**Dataset extract**
++++++
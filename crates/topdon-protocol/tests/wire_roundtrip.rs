//! End-to-end checks of the command → frame body → event → decode path.

use serial_wire::{decode_body, encode_body, WireError, OPCODE_SIZE};
use topdon_protocol::{bt20, tb6000, Command, Event, Opcode, ProtocolError};

/// Serialize a command and demultiplex it back as an event, the way a
/// loopback transport would.
fn loopback<T>(payload: T) -> Event
where
    T: topdon_protocol::SerialMessage + topdon_protocol::Encode,
{
    let body = encode_body(&Command::new(payload));
    decode_body(&body).unwrap()
}

#[test]
fn test_body_layout_opcode_first_then_fields() {
    let body = encode_body(&Command::new(bt20::LoggingIntervalCommand { seconds: 300 }));
    assert_eq!(body, [0xFF, 0xF6, 0xDD, 0x0B, 0x01, 0x2C]);

    let body = encode_body(&Command::new(bt20::VersionCommand));
    assert_eq!(body, [0xFF, 0xF8, 0xDD, 0x09]);
    assert_eq!(body.len(), OPCODE_SIZE);
}

#[test]
fn test_round_trip_preserves_opcode_and_payload() {
    let event = loopback(bt20::BatteryVoltageNotification { millivolts: 12450 });
    assert_eq!(event.opcode(), Opcode::BT20_BATTERY_VOLTAGE_NOTIFICATION);

    let sample: bt20::BatteryVoltageNotification = event.decode().unwrap();
    assert_eq!(sample, bt20::BatteryVoltageNotification { millivolts: 12450 });
}

#[test]
fn test_round_trip_every_message_kind() {
    assert_eq!(
        loopback(bt20::BatteryVoltageCommand)
            .decode::<bt20::BatteryVoltageCommand>()
            .unwrap(),
        bt20::BatteryVoltageCommand
    );
    assert_eq!(
        loopback(bt20::LoggingIntervalCommand { seconds: 900 })
            .decode::<bt20::LoggingIntervalCommand>()
            .unwrap(),
        bt20::LoggingIntervalCommand { seconds: 900 }
    );
    assert_eq!(
        loopback(bt20::VersionCommand)
            .decode::<bt20::VersionCommand>()
            .unwrap(),
        bt20::VersionCommand
    );
    assert_eq!(
        loopback(tb6000::QuickChargeCommand { enabled: true })
            .decode::<tb6000::QuickChargeCommand>()
            .unwrap(),
        tb6000::QuickChargeCommand { enabled: true }
    );
    assert_eq!(
        loopback(tb6000::BatteryVoltageNotification { millivolts: 13020 })
            .decode::<tb6000::BatteryVoltageNotification>()
            .unwrap(),
        tb6000::BatteryVoltageNotification { millivolts: 13020 }
    );
}

#[test]
fn test_voltage_frame_decodes_only_against_its_own_type() {
    // 0xFFF0DD03 body carrying the 2-byte big-endian sample 0x0C 0x1C.
    let body = [0xFF, 0xF0, 0xDD, 0x03, 0x0C, 0x1C];
    let event: Event = decode_body(&body).unwrap();

    let sample: bt20::BatteryVoltageNotification = event.decode().unwrap();
    assert_eq!(sample.millivolts, 3100);

    let err = event.decode::<bt20::VersionCommand>().unwrap_err();
    assert_eq!(
        err,
        ProtocolError::OpcodeMismatch {
            expected: Opcode::BT20_VERSION_COMMAND,
        }
    );
}

#[test]
fn test_body_shorter_than_opcode_is_truncated() {
    let err = decode_body::<Event>(&[0xFF, 0xF0, 0xDD]).unwrap_err();
    assert_eq!(
        err,
        WireError::Truncated {
            expected: OPCODE_SIZE,
            actual: 3,
        }
    );
}

#[test]
fn test_trailing_transport_bytes_are_tolerated() {
    // Some transports append a trailer after the payload fields.
    let body = [0xFF, 0xE5, 0xBF, 0x12, 0x30, 0x39, 0x0D, 0x0A];
    let event: Event = decode_body(&body).unwrap();

    let sample: tb6000::BatteryVoltageNotification = event.decode().unwrap();
    assert_eq!(sample.millivolts, 12345);
}
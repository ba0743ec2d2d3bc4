//! Command and event envelopes.
//!
//! An outbound [`Command`] pairs a typed payload with the opcode belonging
//! to its type; an inbound [`Event`] pairs an opcode with payload bytes
//! whose concrete type the caller has not yet committed to. Both are plain
//! immutable values created per message and discarded after transmission or
//! decode; neither performs I/O.

use std::fmt;

use bytes::Bytes;
use serial_wire::{Decode, Decoder, Encode, Encoder, ProtocolCommand, ProtocolEvent, ProtocolFamily};

use crate::error::ProtocolError;
use crate::opcode::Opcode;

/// Marker binding a message type to the one opcode that tags it on the wire.
///
/// The association is per type, not per instance: the envelope layer reads
/// it at compile time, so an opcode can never be supplied independently of
/// the payload it tags.
pub trait SerialMessage {
    /// Opcode tagging this message kind.
    const OPCODE: Opcode;
}

/// An outbound message: a typed payload tagged with its opcode.
#[derive(Debug, Clone, Copy, PartialEq, Eq, Hash)]
pub struct Command<T> {
    opcode: Opcode,
    payload: T,
}

impl<T> Command<T>
where
    T: SerialMessage + Encode,
{
    /// Wrap a payload, tagging it with `T`'s opcode.
    pub fn new(payload: T) -> Self {
        Command {
            opcode: T::OPCODE,
            payload,
        }
    }
}

impl<T> Command<T> {
    /// Opcode tagging this command.
    pub fn opcode(&self) -> Opcode {
        self.opcode
    }

    /// The typed payload.
    pub fn payload(&self) -> &T {
        &self.payload
    }

    /// Consume the envelope and return the payload.
    pub fn into_payload(self) -> T {
        self.payload
    }
}

impl<T> ProtocolCommand for Command<T>
where
    T: SerialMessage + Encode,
{
    const FAMILY: ProtocolFamily = ProtocolFamily::Topdon;

    fn wire_opcode(&self) -> u32 {
        self.opcode.raw()
    }

    fn payload_bytes(&self) -> Vec<u8> {
        let mut enc = Encoder::big_endian();
        self.payload.encode(&mut enc);
        enc.into_bytes()
    }
}

/// An inbound message: an opcode plus payload bytes not yet decoded.
///
/// Built once by the transport's demux layer; never mutated afterwards.
#[derive(Clone, PartialEq, Eq, Hash)]
pub struct Event {
    opcode: Opcode,
    payload: Bytes,
}

impl Event {
    /// Wrap a received opcode and payload.
    pub fn new(opcode: Opcode, payload: impl Into<Bytes>) -> Self {
        Event {
            opcode,
            payload: payload.into(),
        }
    }

    /// Opcode tagging this event.
    pub fn opcode(&self) -> Opcode {
        self.opcode
    }

    /// The undecoded payload bytes.
    pub fn payload(&self) -> &[u8] {
        &self.payload
    }

    /// Decode the payload as `T`.
    ///
    /// Fails with [`ProtocolError::OpcodeMismatch`] when this event is not
    /// tagged with `T`'s opcode; the payload codec is not consulted in that
    /// case. Field-level failures from the codec surface unchanged. Decoding
    /// never mutates the event, so it may be retried with another target
    /// type.
    pub fn decode<T>(&self) -> Result<T, ProtocolError>
    where
        T: SerialMessage + Decode,
    {
        if T::OPCODE != self.opcode {
            return Err(ProtocolError::OpcodeMismatch { expected: T::OPCODE });
        }
        log::trace!(
            "decoding event {} ({} payload bytes)",
            self.opcode,
            self.payload.len()
        );
        let mut dec = Decoder::big_endian(&self.payload);
        let value = T::decode(&mut dec)?;
        Ok(value)
    }
}

impl ProtocolEvent for Event {
    const FAMILY: ProtocolFamily = ProtocolFamily::Topdon;

    fn from_parts(opcode: u32, payload: Bytes) -> Self {
        Event::new(Opcode::new(opcode), payload)
    }
}

impl fmt::Debug for Event {
    fn fmt(&self, f: &mut fmt::Formatter<'_>) -> fmt::Result {
        f.debug_struct("Event")
            .field("opcode", &self.opcode)
            .field("payload", &format_args!("{}", hex::encode(&self.payload)))
            .finish()
    }
}
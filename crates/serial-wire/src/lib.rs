//! Generic serial-port protocol wire layer.
//!
//! Several accessory families speak the same style of protocol over a serial
//! or Bluetooth LE link: each frame body starts with a fixed-width opcode
//! identifying the message kind, followed by the message's fields encoded as
//! fixed-width integers. This crate provides the pieces shared by all of
//! them:
//!
//! - a structured field codec ([`Encoder`]/[`Decoder`]) with an explicit
//!   byte order, and the [`Encode`]/[`Decode`] traits payload types implement
//! - the [`ProtocolFamily`] tag and the [`ProtocolCommand`]/[`ProtocolEvent`]
//!   role contracts a transport uses to serialize outbound messages and
//!   route inbound frame bodies to the right family's event type
//!
//! Framing below the body level (delimiters, checksums, retransmission) is
//! the transport's own concern and does not appear here.

mod codec;
mod error;
mod protocol;

pub use codec::*;
pub use error::*;
pub use protocol::*;
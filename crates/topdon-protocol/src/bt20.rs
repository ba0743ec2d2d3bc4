//! Messages understood by the BT20 Bluetooth battery monitor.

use serde::{Deserialize, Serialize};
use serial_wire::{Decode, Decoder, Encode, Encoder, WireError};

use crate::envelope::SerialMessage;
use crate::opcode::Opcode;

/// Asks the monitor to begin streaming [`BatteryVoltageNotification`]s.
#[derive(Debug, Clone, Copy, Default, PartialEq, Eq, Hash, Serialize, Deserialize)]
pub struct BatteryVoltageCommand;

impl SerialMessage for BatteryVoltageCommand {
    const OPCODE: Opcode = Opcode::BT20_BATTERY_VOLTAGE_COMMAND;
}

impl Encode for BatteryVoltageCommand {
    fn encode(&self, _enc: &mut Encoder) {}
}

impl Decode for BatteryVoltageCommand {
    fn decode(_dec: &mut Decoder<'_>) -> Result<Self, WireError> {
        Ok(BatteryVoltageCommand)
    }
}

/// A live battery voltage sample.
#[derive(Debug, Clone, Copy, PartialEq, Eq, Hash, Serialize, Deserialize)]
pub struct BatteryVoltageNotification {
    /// Measured voltage in millivolts.
    pub millivolts: u16,
}

impl BatteryVoltageNotification {
    /// Measured voltage in volts.
    pub fn volts(&self) -> f32 {
        f32::from(self.millivolts) / 1000.0
    }
}

impl SerialMessage for BatteryVoltageNotification {
    const OPCODE: Opcode = Opcode::BT20_BATTERY_VOLTAGE_NOTIFICATION;
}

impl Encode for BatteryVoltageNotification {
    fn encode(&self, enc: &mut Encoder) {
        enc.put_u16(self.millivolts);
    }
}

impl Decode for BatteryVoltageNotification {
    fn decode(dec: &mut Decoder<'_>) -> Result<Self, WireError> {
        Ok(BatteryVoltageNotification {
            millivolts: dec.u16()?,
        })
    }
}

/// Sets how often the monitor records a sample to its standalone log.
#[derive(Debug, Clone, Copy, PartialEq, Eq, Hash, Serialize, Deserialize)]
pub struct LoggingIntervalCommand {
    /// Interval between logged samples, in seconds.
    pub seconds: u16,
}

impl SerialMessage for LoggingIntervalCommand {
    const OPCODE: Opcode = Opcode::BT20_LOGGING_INTERVAL_COMMAND;
}

impl Encode for LoggingIntervalCommand {
    fn encode(&self, enc: &mut Encoder) {
        enc.put_u16(self.seconds);
    }
}

impl Decode for LoggingIntervalCommand {
    fn decode(dec: &mut Decoder<'_>) -> Result<Self, WireError> {
        Ok(LoggingIntervalCommand {
            seconds: dec.u16()?,
        })
    }
}

/// Requests the firmware version.
#[derive(Debug, Clone, Copy, Default, PartialEq, Eq, Hash, Serialize, Deserialize)]
pub struct VersionCommand;

impl SerialMessage for VersionCommand {
    const OPCODE: Opcode = Opcode::BT20_VERSION_COMMAND;
}

impl Encode for VersionCommand {
    fn encode(&self, _enc: &mut Encoder) {}
}

impl Decode for VersionCommand {
    fn decode(_dec: &mut Decoder<'_>) -> Result<Self, WireError> {
        Ok(VersionCommand)
    }
}
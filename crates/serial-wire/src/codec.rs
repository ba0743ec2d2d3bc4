//! Structured field encoding and decoding.
//!
//! Accessory payloads are flat sequences of fixed-width integer fields. The
//! [`Encoder`] and [`Decoder`] here read and write those fields with an
//! explicit byte order: a protocol family picks its order once and uses it
//! for every message. Both are pure computations over in-memory buffers;
//! neither performs I/O.

use bytes::BufMut;

use crate::error::WireError;

/// Byte order for multi-byte fields.
#[derive(Debug, Clone, Copy, PartialEq, Eq)]
pub enum Endian {
    /// Most significant byte first.
    Big,
    /// Least significant byte first.
    Little,
}

/// Append-only writer for structured payload fields.
#[derive(Debug)]
pub struct Encoder {
    buf: Vec<u8>,
    endian: Endian,
}

impl Encoder {
    /// Create an encoder with the given byte order.
    pub fn with_endian(endian: Endian) -> Self {
        Encoder {
            buf: Vec::new(),
            endian,
        }
    }

    /// Create a big-endian encoder.
    pub fn big_endian() -> Self {
        Self::with_endian(Endian::Big)
    }

    /// Append a single byte.
    pub fn put_u8(&mut self, value: u8) {
        self.buf.put_u8(value);
    }

    /// Append a single signed byte.
    pub fn put_i8(&mut self, value: i8) {
        self.buf.put_i8(value);
    }

    /// Append a 16-bit unsigned field.
    pub fn put_u16(&mut self, value: u16) {
        match self.endian {
            Endian::Big => self.buf.put_u16(value),
            Endian::Little => self.buf.put_u16_le(value),
        }
    }

    /// Append a 16-bit signed field.
    pub fn put_i16(&mut self, value: i16) {
        match self.endian {
            Endian::Big => self.buf.put_i16(value),
            Endian::Little => self.buf.put_i16_le(value),
        }
    }

    /// Append a 32-bit unsigned field.
    pub fn put_u32(&mut self, value: u32) {
        match self.endian {
            Endian::Big => self.buf.put_u32(value),
            Endian::Little => self.buf.put_u32_le(value),
        }
    }

    /// Append a 32-bit signed field.
    pub fn put_i32(&mut self, value: i32) {
        match self.endian {
            Endian::Big => self.buf.put_i32(value),
            Endian::Little => self.buf.put_i32_le(value),
        }
    }

    /// Append raw bytes as-is.
    pub fn put_bytes(&mut self, bytes: &[u8]) {
        self.buf.put_slice(bytes);
    }

    /// Number of bytes written so far.
    pub fn len(&self) -> usize {
        self.buf.len()
    }

    /// Whether nothing has been written yet.
    pub fn is_empty(&self) -> bool {
        self.buf.is_empty()
    }

    /// Consume the encoder and return the encoded bytes.
    pub fn into_bytes(self) -> Vec<u8> {
        self.buf
    }
}

/// Bounds-checked cursor over a received payload.
///
/// Every read fails with [`WireError::Truncated`] rather than panicking when
/// the input is shorter than the field being read.
#[derive(Debug)]
pub struct Decoder<'a> {
    input: &'a [u8],
    offset: usize,
    endian: Endian,
}

impl<'a> Decoder<'a> {
    /// Create a decoder with the given byte order.
    pub fn with_endian(endian: Endian, input: &'a [u8]) -> Self {
        Decoder {
            input,
            offset: 0,
            endian,
        }
    }

    /// Create a big-endian decoder.
    pub fn big_endian(input: &'a [u8]) -> Self {
        Self::with_endian(Endian::Big, input)
    }

    fn advance(&mut self, len: usize) -> Result<&'a [u8], WireError> {
        let end = self.offset + len;
        if self.input.len() < end {
            return Err(WireError::Truncated {
                expected: end,
                actual: self.input.len(),
            });
        }
        let bytes = &self.input[self.offset..end];
        self.offset = end;
        Ok(bytes)
    }

    /// Read a single byte.
    pub fn u8(&mut self) -> Result<u8, WireError> {
        Ok(self.advance(1)?[0])
    }

    /// Read a single signed byte.
    pub fn i8(&mut self) -> Result<i8, WireError> {
        Ok(self.advance(1)?[0] as i8)
    }

    /// Read a 16-bit unsigned field.
    pub fn u16(&mut self) -> Result<u16, WireError> {
        let b = self.advance(2)?;
        let raw = [b[0], b[1]];
        Ok(match self.endian {
            Endian::Big => u16::from_be_bytes(raw),
            Endian::Little => u16::from_le_bytes(raw),
        })
    }

    /// Read a 16-bit signed field.
    pub fn i16(&mut self) -> Result<i16, WireError> {
        let b = self.advance(2)?;
        let raw = [b[0], b[1]];
        Ok(match self.endian {
            Endian::Big => i16::from_be_bytes(raw),
            Endian::Little => i16::from_le_bytes(raw),
        })
    }

    /// Read a 32-bit unsigned field.
    pub fn u32(&mut self) -> Result<u32, WireError> {
        let b = self.advance(4)?;
        let raw = [b[0], b[1], b[2], b[3]];
        Ok(match self.endian {
            Endian::Big => u32::from_be_bytes(raw),
            Endian::Little => u32::from_le_bytes(raw),
        })
    }

    /// Read a 32-bit signed field.
    pub fn i32(&mut self) -> Result<i32, WireError> {
        let b = self.advance(4)?;
        let raw = [b[0], b[1], b[2], b[3]];
        Ok(match self.endian {
            Endian::Big => i32::from_be_bytes(raw),
            Endian::Little => i32::from_le_bytes(raw),
        })
    }

    /// Read `len` raw bytes.
    pub fn take(&mut self, len: usize) -> Result<&'a [u8], WireError> {
        self.advance(len)
    }

    /// Bytes not yet consumed.
    ///
    /// Payload decoders leave transport trailer bytes here rather than
    /// rejecting them.
    pub fn remaining(&self) -> &'a [u8] {
        &self.input[self.offset..]
    }
}

/// A payload that writes its fields in wire order.
pub trait Encode {
    /// Append this value's wire fields to the encoder.
    fn encode(&self, enc: &mut Encoder);
}

/// A payload that reads its fields in wire order.
pub trait Decode: Sized {
    /// Read this value's wire fields from the decoder.
    fn decode(dec: &mut Decoder<'_>) -> Result<Self, WireError>;
}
++++++
**Exercise brief**
Filter the records above, keeping each line that contains the word "SerialMessage".

**Written response**
    T: topdon_protocol::SerialMessage + topdon_protocol::Encode,
pub trait SerialMessage {
    T: SerialMessage + Encode,
    T: SerialMessage + Encode,
        T: SerialMessage + Decode,
use crate::envelope::SerialMessage;
impl SerialMessage for BatteryVoltageCommand {
impl SerialMessage for BatteryVoltageNotification {
impl SerialMessage for LoggingIntervalCommand {
impl SerialMessage for VersionCommand {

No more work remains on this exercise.